Als sie im fünften Monat schwanger war, wurde meine Mutter in die Baracke 2 verlegt, wo sie einem Außenkommando zugeteilt wurde, das außerhalb des Lagers arbeitete. Dort verrichtete sie schwere körperliche Arbeit, baute Straßen und arbeitete auf den Feldern.

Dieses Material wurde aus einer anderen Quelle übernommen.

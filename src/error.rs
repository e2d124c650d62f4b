use thiserror::Error;

#[derive(Error, Debug, Clone, PartialEq)]
pub enum Error {
    /// Rejected caller input; the message is safe to show to the caller.
    #[error("{0}")]
    Validation(String),

    #[error("Configuration error: {0}")]
    Config(String),

    #[error("IO error: {0}")]
    IO(String),

    #[error("JSON error: {0}")]
    Json(String),

    #[error("Reference table error: {0}")]
    ReferenceTable(String),

    #[error("Internal error: {0}")]
    Internal(String),

    #[error("General error: {0}")]
    Other(String),
}

impl Error {
    pub fn is_validation(&self) -> bool {
        matches!(self, Error::Validation(_))
    }
}

impl From<anyhow::Error> for Error {
    fn from(err: anyhow::Error) -> Self {
        Error::Other(err.to_string())
    }
}

impl From<std::io::Error> for Error {
    fn from(err: std::io::Error) -> Self {
        Error::IO(err.to_string())
    }
}

impl From<serde_json::Error> for Error {
    fn from(err: serde_json::Error) -> Self {
        Error::Json(err.to_string())
    }
}

pub type Result<T> = std::result::Result<T, Error>;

Sie erzählte mir später: "Wenn wir auf den Feldern Pflanzen fanden, Viehnahrung, die nicht einmal für den menschlichen Verzehr bestimmt war, gab es ein Fest unter uns. Es war, als hätten wir einen Schatz gefunden. Wie eine Sachertorte. Wir teilten es. Wir haben es gegessen." Sie aßen Tierfutter und feierten.

Später wurde meine Mutter zum Küchendienst eingeteilt. Dort schaffte sie es, einige Kartoffelschalen zu schnorren, der einzige Grund, warum ich, wie sie sagte, in ihrem Bauch am Leben bleiben konnte, waren die lebenswichtigen Vitamine in den Kartoffelschalen.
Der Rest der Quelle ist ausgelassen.